Netanyahu parla all’Onu, in centinaia abbandonano l’aula. Poi accusa l’Occidente: “Cedete al ricatto sul riconoscimento della Palestina”
Un’accoglienza glaciale, con centinaia di delegati che abbandonano l’aula e fischi di protesta. È in questo clima teso che il primo ministro israeliano Benjamin Netanyahu ha tenuto il suo discorso all’Assemblea Generale delle Nazioni Unite, un intervento segnato da durissime accuse ai Paesi occidentali per il recente riconoscimento dello Stato palestinese, definito una capitolazione di fronte al terrorismo. Un discorso in cui ha rivendicato con forza le azioni militari di Israele e dipinto una mappa regionale dominata dalla minaccia iraniana.

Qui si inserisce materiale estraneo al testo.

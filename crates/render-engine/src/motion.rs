//! Zoom expressions for the motion stage.
//!
//! The zoom factor is a function of clip time `t` (seconds), written as an
//! ffmpeg expression and evaluated per frame by `scale` and `crop`.

use reelcut_edit_model::{ClipKeyframe, ClipSpec};

use crate::graph::Filter;

const EPSILON: f64 = 1e-6;

/// Zoom expression for `clip`, or `None` when the frame is never zoomed.
///
/// Keyframes win over auto zoom. Outside every keyframe window the zoom is
/// `default_zoom`.
pub fn zoom_expr(clip: &ClipSpec, auto_zoom_max: f64) -> Option<String> {
    if !clip.keyframes.is_empty() {
        return Some(keyframe_expr(&clip.keyframes, clip.default_zoom));
    }
    if clip.auto_zoom {
        let base = clip.default_zoom;
        let cap = auto_zoom_max.max(base);
        if cap - base > EPSILON {
            return Some(format!(
                "min({cap:.6},{base:.6}+{delta:.6}*t/{dur:.6})",
                delta = cap - base,
                dur = clip.duration_secs().max(0.001)
            ));
        }
    }
    if (clip.default_zoom - 1.0).abs() > EPSILON {
        return Some(format!("{:.6}", clip.default_zoom));
    }
    None
}

/// Nested `if(between(t,s,e), ramp, tail)` over non-overlapping keyframes.
pub fn keyframe_expr(keyframes: &[ClipKeyframe], default_zoom: f64) -> String {
    let mut ordered: Vec<&ClipKeyframe> = keyframes.iter().collect();
    ordered.sort_by_key(|kf| kf.window.start_ms);

    let mut expr = format!("{default_zoom:.6}");
    for kf in ordered.into_iter().rev() {
        let start = kf.window.start_secs();
        let end = kf.window.end_secs();
        let ramp = format!(
            "{z0:.6}+({delta:.6})*(t-{start:.6})/{dur:.6}",
            z0 = kf.zoom_start,
            delta = kf.zoom_end - kf.zoom_start,
            dur = (end - start).max(1e-4)
        );
        expr = format!("if(between(t,{start:.6},{end:.6}),{ramp},{expr})");
    }
    expr
}

/// Filters that apply `zoom` about the frame center.
///
/// The input pad must be `width`x`height`; the output keeps that size.
pub fn zoom_filters(zoom: &str, width: u32, height: u32) -> Vec<Filter> {
    let scaled_w = zoomed_dimension(width, zoom);
    let scaled_h = zoomed_dimension(height, zoom);
    vec![
        Filter::with_args("scale", format!("w='{scaled_w}':h='{scaled_h}':eval=frame")),
        // crop keeps the in_w/in_h it was configured with, so the offsets are
        // derived from the zoom instead of the (per-frame) input size.
        Filter::with_args(
            "crop",
            format!(
                "w={width}:h={height}:x='({scaled_w}-{width})/2':y='({scaled_h}-{height})/2'"
            ),
        ),
    ]
}

fn zoomed_dimension(size: u32, zoom: &str) -> String {
    format!("trunc({size}*({zoom})/2)*2")
}

#[cfg(test)]
mod tests {
    use super::*;
    use reelcut_edit_model::{ClipWindow, EditSpec, TargetFormat, ZoomKeyframe};

    fn clip(edit: EditSpec) -> ClipSpec {
        ClipSpec::from_edit(&edit).unwrap()
    }

    fn base() -> EditSpec {
        EditSpec::new("/media/in.mp4", 0, 10_000, TargetFormat::Portrait9x16)
    }

    #[test]
    fn test_no_motion_by_default() {
        assert_eq!(zoom_expr(&clip(base()), 1.15), None);
    }

    #[test]
    fn test_constant_default_zoom() {
        let mut edit = base();
        edit.default_zoom = 1.2;
        assert_eq!(zoom_expr(&clip(edit), 1.15).as_deref(), Some("1.200000"));
    }

    #[test]
    fn test_auto_zoom_is_capped_ramp() {
        let mut edit = base();
        edit.auto_zoom = true;
        assert_eq!(
            zoom_expr(&clip(edit), 1.15).as_deref(),
            Some("min(1.150000,1.000000+0.150000*t/10.000000)")
        );
    }

    #[test]
    fn test_keyframes_override_auto_zoom_and_nest_in_order() {
        let mut edit = base();
        edit.auto_zoom = true;
        edit.keyframes = vec![
            ZoomKeyframe {
                start_ms: 5_000,
                end_ms: 6_000,
                zoom_start: 1.5,
                zoom_end: 1.0,
            },
            ZoomKeyframe {
                start_ms: 1_000,
                end_ms: 2_000,
                zoom_start: 1.0,
                zoom_end: 1.5,
            },
        ];
        let expr = zoom_expr(&clip(edit), 1.15).unwrap();
        assert_eq!(
            expr,
            "if(between(t,1.000000,2.000000),1.000000+(0.500000)*(t-1.000000)/1.000000,\
             if(between(t,5.000000,6.000000),1.500000+(-0.500000)*(t-5.000000)/1.000000,1.000000))"
        );
    }

    #[test]
    fn test_gap_falls_back_to_default_zoom() {
        let kf = ClipKeyframe {
            window: ClipWindow {
                start_ms: 0,
                end_ms: 500,
            },
            zoom_start: 1.0,
            zoom_end: 2.0,
        };
        let expr = keyframe_expr(&[kf], 1.1);
        assert!(expr.ends_with(",1.100000)"));
    }

    #[test]
    fn test_zoom_filters_quote_expression() {
        let filters = zoom_filters("1.2", 1080, 1920);
        assert_eq!(
            filters[0].to_string(),
            "scale=w='trunc(1080*(1.2)/2)*2':h='trunc(1920*(1.2)/2)*2':eval=frame"
        );
        assert_eq!(
            filters[1].to_string(),
            "crop=w=1080:h=1920:x='(trunc(1080*(1.2)/2)*2-1080)/2':y='(trunc(1920*(1.2)/2)*2-1920)/2'"
        );
    }

    #[test]
    fn test_crop_offsets_follow_the_zoom_over_time() {
        let kf = ClipKeyframe {
            window: ClipWindow {
                start_ms: 1_000,
                end_ms: 2_000,
            },
            zoom_start: 1.0,
            zoom_end: 1.5,
        };
        let expr = keyframe_expr(&[kf], 1.0);
        let filters = zoom_filters(&expr, 1080, 1920);
        let crop = filters[1].to_string();

        let x = crop
            .split(":x='")
            .nth(1)
            .and_then(|rest| rest.split('\'').next())
            .unwrap();
        assert!(x.contains("between(t,"), "x offset is constant: {x}");
        assert!(x.contains(&format!("trunc(1080*({expr})/2)*2")));
        assert!(crop.contains(&format!(":y='(trunc(1920*({expr})/2)*2-1920)/2'")));
    }
}
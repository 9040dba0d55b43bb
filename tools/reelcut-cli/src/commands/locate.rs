//! Locate subjects in a single frame.

use std::path::PathBuf;

use reelcut_common::{AppConfig, TempScope};
use reelcut_edit_model::MAX_SUBJECTS;
use reelcut_render_engine::probe_or_default;
use reelcut_subject_locator::SubjectLocator;

pub async fn run(config: AppConfig, video: PathBuf, at_ms: u64, count: usize) -> anyhow::Result<()> {
    if !(1..=MAX_SUBJECTS).contains(&count) {
        anyhow::bail!("--count must be between 1 and {MAX_SUBJECTS}");
    }
    if !video.exists() {
        anyhow::bail!("Video not found: {}", video.display());
    }

    let probe = probe_or_default(&config.render, &video).await;
    let locator = SubjectLocator::from_config(&config);
    let tiers: Vec<&str> = locator.tier_methods().into_iter().map(|m| m.as_str()).collect();

    println!("Locating {count} subject(s) in {} at {at_ms}ms", video.display());
    println!("  Frame: {}x{}", probe.width, probe.height);
    println!("  Tiers: {}", tiers.join(" -> "));

    let mut scope = TempScope::new()?;
    let regions = locator
        .locate(&video, at_ms, count, (probe.width, probe.height), &mut scope)
        .await;
    scope.cleanup();

    for (i, region) in regions.iter().enumerate() {
        println!(
            "  [{i}] x={:.0} y={:.0} confidence={:.2} ({})",
            region.center_x,
            region.center_y,
            region.confidence,
            region.method.as_str()
        );
    }

    Ok(())
}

Mentre saliva sul palco, Netanyahu è stato accolto da una silenziosa ma plateale protesta: secondo i cronisti presenti, centinaia di diplomatici hanno lasciato la sala in segno di dissenso. Il premier israeliano ha subito affrontato l’argomento più spinoso, lanciando un duro attacco ai partner occidentali. “Questa settimana, i leader di Francia, Gran Bretagna, Australia, Canada e altri Paesi hanno riconosciuto incondizionatamente uno Stato palestinese. Lo hanno fatto dopo gli orrori commessi da Hamas il 7 ottobre, orrori elogiati quel giorno da quasi il 90% della popolazione palestinese”, ha tuonato, accusandoli di aver ceduto alle pressioni di chi accusa Israele di crimini di guerra.
L'”Asse del Terrore” e la rivendicazione della forza israeliana
Netanyahu ha quindi imbastito la sua difesa strategica, mostrando una sua consueta mappa per illustrare quella che ha definito “l’asse del terrore iraniano”. Con toni marziali, ha rivendicato il ruolo di Israele nel rimodellare il Medio Oriente attraverso una serie di azioni militari. “Abbiamo massacrato gli Houthi, anche ieri. Abbiamo annientato il grosso della macchina del terrore di Hamas. Abbiamo paralizzato Hezbollah”, ha dichiarato, elencando una serie di successi. Ha attribuito a Israele il merito della caduta di Bashar al-Assad in Siria, l’uccisione di leader come Hassan Nasrallah di Hezbollah, e di alti funzionari di Hamas e scienziati iraniani.
Il richiamo agli ostaggi e la minaccia a Hamas
Rivolgendosi alle “famiglie dei nostri cari ostaggi che languiscono nelle segrete di Gaza”, Netanyahu ha lanciato un ultimatum a Hamas: “Deponete le armi, lasciate andare il mio popolo, liberate gli ostaggi, tutti e 48, ora. Se lo farete, vivrete, altrimenti Israele vi darà la caccia”. Ha precisato che se Hamas avesse accettato le condizioni israeliane, la guerra sarebbe potuta finire immediatamente, con Gaza smilitarizzata e sotto controllo israeliano per la sicurezza.
L’alleanza con gli USA e l’attacco all’Iran
Un capitolo centrale del discorso è stato dedicato all’alleanza strategica con gli Stati Uniti, in particolare con l’amministrazione Trump, e alla minaccia esistenziale rappresentata dall’Iran. Netanyahu ha descritto il programma nucleare iraniano come una minaccia globale, non solo per Israele ma per gli Stati Uniti e il mondo intero. Ha raccontato con dettagli vividi quella che ha definito la guerra dei 12 giorni a giugno, durante la quale “i nostri audaci piloti hanno neutralizzato le difese missilistiche dell’Iran e preso il controllo dei cieli sopra Teheran”, operando insieme ai piloti americani.
La difesa dalle accuse di genocidio e la “verità capovolta”
Sull’onda delle polemiche internazionali, Netanyahu ha respinto con veemenza le accuse di genocidio mosse contro Israele, definendole una “falsa accusa” e una “barzelletta”. “I nazisti non chiedevano agli ebrei di abbandonare i propri luoghi”, ha argomentato, sottolineando come il suo governo avverta i civili prima dei raid. “Un Paese che commette un genocidio implorerebbe la popolazione civile di togliersi di mezzo?”, ha chiesto all’assemblea. Ha inoltre negato le accuse di carestia indotta, affermando che Israele ha portato a Gaza “più di due milioni di tonnellate di cibo e aiuti”.
In chiusura, il premier israeliano ha esortato il Consiglio di Sicurezza dell’ONU a ripristinare le sanzioni contro l’Iran per impedirgli di ricostruire le sue capacità nucleari. Un discorso che, tra proteste e rivendicazioni, ha delineato senza mezzi termini la posizione di un Israele determinato a proseguire la sua linea dura, sia sul campo militare che su quello diplomatico, sfidando apertamente la crescente insofferenza della comunità internazionale.